Global Entertainment Technology, Inc.

Global Entertainment Technology, Inc.
On The Air Everywhere

Sunday, August 28, 2016

Is Terrestrial Radio Still the Cockroach of All Media?

Dain L. Schult, CEO, GET

Cockroaches can survive a direct nuclear warhead explosion. That was proven back in the Fifties when nuclear bomb tests were taking place all over the world.

Ironically the Fifties was a time when the original Golden Age of Radio was giving way to the first Golden Age of Television. All of the most famous radio show stars migrated to television with varying degrees of success. So that was the first test as to whether radio was washed up and ready to fade out like Vaudeville had in the Twenties when radio first appeared on the scene.

And just like the cockroaches running around after the bomb blew up, here came Allen Freed, Dick Clark and Top 40 Music Radio and the industry romped on merrily through the rest of the Fifties and all of the Sixties and Seventies with music radio supplanting the old days of soap operas, game shows, variety show and comedies that were all long gone to network television.

Then the Eighties hit and AM radio was gasping – FM had sucked all of the music off the AM dial for itself because it was stereo and AM wasn’t. Like Steely Dan sang – “no static at all…“

So who should appear to save AM but Rush Limbaugh (the greatest person to ever come out of Cape Girardeau, Missouri – just ask him) and with him came an army of other “talkers” who transformed the AM dial into a haven for every kind of talk, news and sports radio – all designed to engage and enrage you so that you would keep coming back for more. And the radio cockroaches kept right on scurrying about.

Meanwhile MTV and then VH1 were doing their damnedest to steal FM radio’s music audience away but could never assault radio where it mattered the most – in car listening – and besides, when the music industry really started tanking and the money for new music videos dried up MTV was the one having to reinvent itself. And yes, the radio cockroaches were alive and well and running around in everyone’s cars…

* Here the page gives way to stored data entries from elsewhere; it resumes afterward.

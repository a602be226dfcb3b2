//! Tag repository.

use std::collections::HashMap;
use std::sync::Arc;

use crate::entities::{QuestionTag, Tag, question_tag, tag};
use crate::txn_err;
use chrono::Utc;
use sea_orm::{
    ActiveModelTrait, ColumnTrait, DatabaseConnection, DatabaseTransaction, EntityTrait,
    FromQueryResult, JoinType, Order, PaginatorTrait, QueryFilter, QueryOrder, QuerySelect,
    RelationTrait, Set,
    prelude::DateTimeWithTimeZone,
    sea_query::{Expr, OnConflict},
};
use stackit_common::{AppError, AppResult, IdGenerator};

/// Colour given to tags created implicitly from question input.
pub const DEFAULT_TAG_COLOR: &str = "#3b82f6";

/// A tag with the number of questions carrying it.
#[derive(Debug, Clone, PartialEq, Eq, FromQueryResult)]
pub struct TagWithCount {
    pub id: String,
    pub name: String,
    pub color: String,
    pub created_at: DateTimeWithTimeZone,
    pub question_count: i64,
}

/// Tag repository for database operations.
#[derive(Clone)]
pub struct TagRepository {
    db: Arc<DatabaseConnection>,
    id_gen: IdGenerator,
}

impl TagRepository {
    /// Create a new tag repository.
    #[must_use]
    pub const fn new(db: Arc<DatabaseConnection>) -> Self {
        Self {
            db,
            id_gen: IdGenerator::new(),
        }
    }

    /// Find a tag by ID.
    pub async fn find_by_id(&self, id: &str) -> AppResult<Option<tag::Model>> {
        Tag::find_by_id(id)
            .one(self.db.as_ref())
            .await
            .map_err(|e| AppError::Database(e.to_string()))
    }

    /// Find a tag by its normalized name.
    pub async fn find_by_name(&self, name: &str) -> AppResult<Option<tag::Model>> {
        Tag::find()
            .filter(tag::Column::Name.eq(name))
            .one(self.db.as_ref())
            .await
            .map_err(|e| AppError::Database(e.to_string()))
    }

    /// Get or create a tag by normalized name inside a transaction.
    ///
    /// Concurrent creators of the same name converge on one row.
    pub async fn get_or_create(
        &self,
        txn: &DatabaseTransaction,
        name: &str,
    ) -> AppResult<tag::Model> {
        let model = tag::ActiveModel {
            id: Set(self.id_gen.generate()),
            name: Set(name.to_string()),
            color: Set(DEFAULT_TAG_COLOR.to_string()),
            created_at: Set(Utc::now().into()),
        };

        Tag::insert(model)
            .on_conflict(OnConflict::column(tag::Column::Name).do_nothing().to_owned())
            .exec_without_returning(txn)
            .await
            .map_err(txn_err)?;

        Tag::find()
            .filter(tag::Column::Name.eq(name))
            .one(txn)
            .await
            .map_err(txn_err)?
            .ok_or_else(|| AppError::TransactionFailure(format!("tag {name} vanished")))
    }

    /// Create a tag, or recolour it if the name already exists.
    pub async fn upsert(&self, name: &str, color: &str) -> AppResult<tag::Model> {
        let model = tag::ActiveModel {
            id: Set(self.id_gen.generate()),
            name: Set(name.to_string()),
            color: Set(color.to_string()),
            created_at: Set(Utc::now().into()),
        };

        Tag::insert(model)
            .on_conflict(
                OnConflict::column(tag::Column::Name)
                    .update_column(tag::Column::Color)
                    .to_owned(),
            )
            .exec_without_returning(self.db.as_ref())
            .await
            .map_err(|e| AppError::Database(e.to_string()))?;

        self.find_by_name(name)
            .await?
            .ok_or_else(|| AppError::NotFound(format!("Tag not found: {name}")))
    }

    /// Update a tag.
    pub async fn update(&self, model: tag::ActiveModel) -> AppResult<tag::Model> {
        model
            .update(self.db.as_ref())
            .await
            .map_err(|e| AppError::Database(e.to_string()))
    }

    /// Delete a tag, returning whether a row was removed.
    pub async fn delete(&self, id: &str) -> AppResult<bool> {
        let result = Tag::delete_by_id(id)
            .exec(self.db.as_ref())
            .await
            .map_err(|e| AppError::Database(e.to_string()))?;
        Ok(result.rows_affected > 0)
    }

    /// Tags with question counts, most used first.
    pub async fn list_with_counts(
        &self,
        search: Option<&str>,
        limit: u64,
    ) -> AppResult<Vec<TagWithCount>> {
        let mut query = Tag::find()
            .select_only()
            .columns([
                tag::Column::Id,
                tag::Column::Name,
                tag::Column::Color,
                tag::Column::CreatedAt,
            ])
            .column_as(question_tag::Column::QuestionId.count(), "question_count")
            .join(JoinType::LeftJoin, tag::Relation::QuestionTags.def())
            .group_by(tag::Column::Id);

        if let Some(search) = search.map(str::trim).filter(|s| !s.is_empty()) {
            query = query.filter(tag::Column::Name.contains(search.to_lowercase()));
        }

        query
            .order_by(Expr::cust("question_count"), Order::Desc)
            .order_by_asc(tag::Column::Name)
            .limit(limit)
            .into_model::<TagWithCount>()
            .all(self.db.as_ref())
            .await
            .map_err(|e| AppError::Database(e.to_string()))
    }

    /// Tags of each given question, keyed by question ID.
    pub async fn find_by_questions(
        &self,
        question_ids: &[String],
    ) -> AppResult<HashMap<String, Vec<tag::Model>>> {
        if question_ids.is_empty() {
            return Ok(HashMap::new());
        }

        let links = QuestionTag::find()
            .filter(question_tag::Column::QuestionId.is_in(question_ids.iter().cloned()))
            .all(self.db.as_ref())
            .await
            .map_err(|e| AppError::Database(e.to_string()))?;

        if links.is_empty() {
            return Ok(HashMap::new());
        }

        let tags: HashMap<String, tag::Model> = Tag::find()
            .filter(tag::Column::Id.is_in(links.iter().map(|l| l.tag_id.clone())))
            .order_by_asc(tag::Column::Name)
            .all(self.db.as_ref())
            .await
            .map_err(|e| AppError::Database(e.to_string()))?
            .into_iter()
            .map(|t| (t.id.clone(), t))
            .collect();

        let mut by_question: HashMap<String, Vec<tag::Model>> = HashMap::new();
        for link in links {
            if let Some(tag) = tags.get(&link.tag_id) {
                by_question
                    .entry(link.question_id)
                    .or_default()
                    .push(tag.clone());
            }
        }
        for tags in by_question.values_mut() {
            tags.sort_by(|a, b| a.name.cmp(&b.name));
        }

        Ok(by_question)
    }

    /// Link tags to a question.
    pub async fn link(
        &self,
        txn: &DatabaseTransaction,
        question_id: &str,
        tag_ids: &[String],
    ) -> AppResult<()> {
        if tag_ids.is_empty() {
            return Ok(());
        }

        let links = tag_ids.iter().map(|tag_id| question_tag::ActiveModel {
            question_id: Set(question_id.to_string()),
            tag_id: Set(tag_id.clone()),
        });

        QuestionTag::insert_many(links)
            .on_conflict(
                OnConflict::columns([question_tag::Column::QuestionId, question_tag::Column::TagId])
                    .do_nothing()
                    .to_owned(),
            )
            .exec_without_returning(txn)
            .await
            .map_err(txn_err)?;
        Ok(())
    }

    /// Remove every tag link of a question.
    pub async fn unlink_all(&self, txn: &DatabaseTransaction, question_id: &str) -> AppResult<()> {
        QuestionTag::delete_many()
            .filter(question_tag::Column::QuestionId.eq(question_id))
            .exec(txn)
            .await
            .map_err(txn_err)?;
        Ok(())
    }

    /// Count all tags.
    pub async fn count(&self) -> AppResult<u64> {
        Tag::find()
            .count(self.db.as_ref())
            .await
            .map_err(|e| AppError::Database(e.to_string()))
    }
}
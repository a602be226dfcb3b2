//! Admin endpoints.

use axum::{Router, extract::State, routing::post};
use serde::{Deserialize, Serialize};
use stackit_common::{AppResult, PageInfo};
use stackit_core::{ModerationAction, SiteStats};
use stackit_db::entities::{TargetKind, report::ReportStatus, user::UserRole};

use super::{reports::ReportResponse, users::UserResponse};
use crate::{
    extractors::{AdminUser, ApiJson},
    middleware::AppState,
    response::{ApiResponse, Empty, empty},
};

/// List reports request.
#[derive(Debug, Default, Deserialize)]
#[serde(rename_all = "camelCase")]
pub struct ListReportsRequest {
    pub status: Option<ReportStatus>,
    pub target_type: Option<TargetKind>,
}

/// Moderate report request.
#[derive(Debug, Deserialize)]
#[serde(rename_all = "camelCase")]
pub struct ModerateReportRequest {
    pub report_id: String,
    pub action: ModerationAction,
}

/// List users request.
#[derive(Debug, Default, Deserialize)]
#[serde(rename_all = "camelCase")]
pub struct ListUsersRequest {
    pub page: Option<u64>,
    pub limit: Option<u64>,
    pub search: Option<String>,
}

/// User list page.
#[derive(Serialize)]
#[serde(rename_all = "camelCase")]
pub struct UserListResponse {
    pub users: Vec<UserResponse>,
    pub pagination: PageInfo,
}

/// Update role request.
#[derive(Debug, Deserialize)]
#[serde(rename_all = "camelCase")]
pub struct UpdateRoleRequest {
    pub user_id: String,
    pub role: UserRole,
}

/// Request naming a single user.
#[derive(Debug, Deserialize)]
#[serde(rename_all = "camelCase")]
pub struct UserIdRequest {
    pub user_id: String,
}

/// List reports, newest first.
async fn list_reports(
    admin: AdminUser,
    State(state): State<AppState>,
    ApiJson(req): ApiJson<ListReportsRequest>,
) -> AppResult<ApiResponse<Vec<ReportResponse>>> {
    let reports = state
        .moderation_service
        .list_reports(&admin.caller(), req.status, req.target_type)
        .await?;
    Ok(ApiResponse::ok(reports.into_iter().map(Into::into).collect()))
}

/// Remove the reported content or dismiss the report.
async fn moderate_report(
    admin: AdminUser,
    State(state): State<AppState>,
    ApiJson(req): ApiJson<ModerateReportRequest>,
) -> AppResult<ApiResponse<ReportResponse>> {
    let report = state
        .moderation_service
        .moderate_report(&admin.caller(), &req.report_id, req.action)
        .await?;
    Ok(ApiResponse::ok(report.into()))
}

/// Site totals.
async fn stats(
    admin: AdminUser,
    State(state): State<AppState>,
) -> AppResult<ApiResponse<SiteStats>> {
    let stats = state.user_service.stats(&admin.caller()).await?;
    Ok(ApiResponse::ok(stats))
}

/// List users, newest first.
async fn list_users(
    admin: AdminUser,
    State(state): State<AppState>,
    ApiJson(req): ApiJson<ListUsersRequest>,
) -> AppResult<ApiResponse<UserListResponse>> {
    let page = state.page_request(req.page, req.limit);
    let search = req.search.as_deref().map(str::trim).filter(|s| !s.is_empty());
    let users = state
        .user_service
        .list_users(&admin.caller(), page, search)
        .await?;

    Ok(ApiResponse::ok(UserListResponse {
        users: users.items.into_iter().map(Into::into).collect(),
        pagination: users.info,
    }))
}

/// Change a user's role.
async fn update_role(
    admin: AdminUser,
    State(state): State<AppState>,
    ApiJson(req): ApiJson<UpdateRoleRequest>,
) -> AppResult<ApiResponse<UserResponse>> {
    let user = state
        .user_service
        .update_role(&admin.caller(), &req.user_id, req.role)
        .await?;
    Ok(ApiResponse::ok(user.into()))
}

/// Delete a user and everything they own.
async fn delete_user(
    admin: AdminUser,
    State(state): State<AppState>,
    ApiJson(req): ApiJson<UserIdRequest>,
) -> AppResult<ApiResponse<Empty>> {
    state
        .user_service
        .delete_user(&admin.caller(), &req.user_id)
        .await?;
    Ok(empty())
}

/// Ban a user.
async fn ban(
    admin: AdminUser,
    State(state): State<AppState>,
    ApiJson(req): ApiJson<UserIdRequest>,
) -> AppResult<ApiResponse<UserResponse>> {
    let user = state.user_service.ban(&admin.caller(), &req.user_id).await?;
    Ok(ApiResponse::ok(user.into()))
}

/// Lift a ban.
async fn unban(
    admin: AdminUser,
    State(state): State<AppState>,
    ApiJson(req): ApiJson<UserIdRequest>,
) -> AppResult<ApiResponse<UserResponse>> {
    let user = state
        .user_service
        .unban(&admin.caller(), &req.user_id)
        .await?;
    Ok(ApiResponse::ok(user.into()))
}

pub fn router() -> Router<AppState> {
    Router::new()
        .route("/reports/list", post(list_reports))
        .route("/reports/moderate", post(moderate_report))
        .route("/stats", post(stats))
        .route("/users/list", post(list_users))
        .route("/users/update-role", post(update_role))
        .route("/users/delete", post(delete_user))
        .route("/users/ban", post(ban))
        .route("/users/unban", post(unban))
}
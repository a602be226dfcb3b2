//! Database entities.

#![allow(missing_docs)]

pub mod answer;
pub mod notification;
pub mod question;
pub mod question_tag;
pub mod question_view;
pub mod report;
pub mod tag;
pub mod user;
pub mod vote;

pub use answer::Entity as Answer;
pub use notification::Entity as Notification;
pub use question::Entity as Question;
pub use question_tag::Entity as QuestionTag;
pub use question_view::Entity as QuestionView;
pub use report::Entity as Report;
pub use tag::Entity as Tag;
pub use user::Entity as User;
pub use vote::{Entity as Vote, TargetKind};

The late Nineties brought on satellite radio – XM and Sirius before the shotgun marriage that became SiriusXM and its own assault on radio. Like a mutant derivative of terrestrial radio, it has confounded all the experts by continuing to not just survive but actually show a steady stock price – something iHeart Media or Cumulus can’t do apparently. Satellite is a factor in cars – not so much really anywhere else.

And then there was Internet Radio. The next logical evolutionary step in media and the very thing that neither the record industry nor terrestrial radio could kill though the music industry tried as hard as they could – when 10 Billion+ songs are being downloaded off of YouTube every year and converted to MP3 files without having to pay anybody anything for the music, you’d want to destroy it too, but I digress…

Old head terrestrial types used to think that just taking the on-air programming feed and shoving it on-line as well as “Internet Radio” and learned over time that wasn’t the answer.

The Next Radio crowd is banking on all of the phone manufacturers to put their FM chip in all the new smartphones they sell and while that is having some success it hasn’t taken the market by storm yet at all.

So while some people will argue over whether Pandora or Spotify is “radio” or not, it appears more now that Internet Radio is the future so the real questions are how much of the future is here right now in front of us or actually in our ears? And how much is yet to come?

With 700,000+ Internet Radio stations coming and going every day, it sure looks like the future even if it’s totally jumbled and a version of the Tower of Babel at any given moment. This will be a totally different breed of cockroaches, to be sure.

The older cockroaches are still running around but they tend to be congregating in smaller towns and rural areas now – places where major market radio hasn’t killed everything and where a local DJ at their local station really still means something. So small town/rural radio will be the last to fade off the air.

Everything changes. Life is change. Business cycles come and go. The baby today is tomorrow’s old man waiting to die. And yet, there will still be cockroaches running around listening to radio – in one form or another.

What do you think?

(As an aside, GET will be involved in both Terrestrial and Internet radio operations in states across the country, including, but not limited to Georgia, Texas, New Mexico, Oklahoma, Iowa and Wyoming.)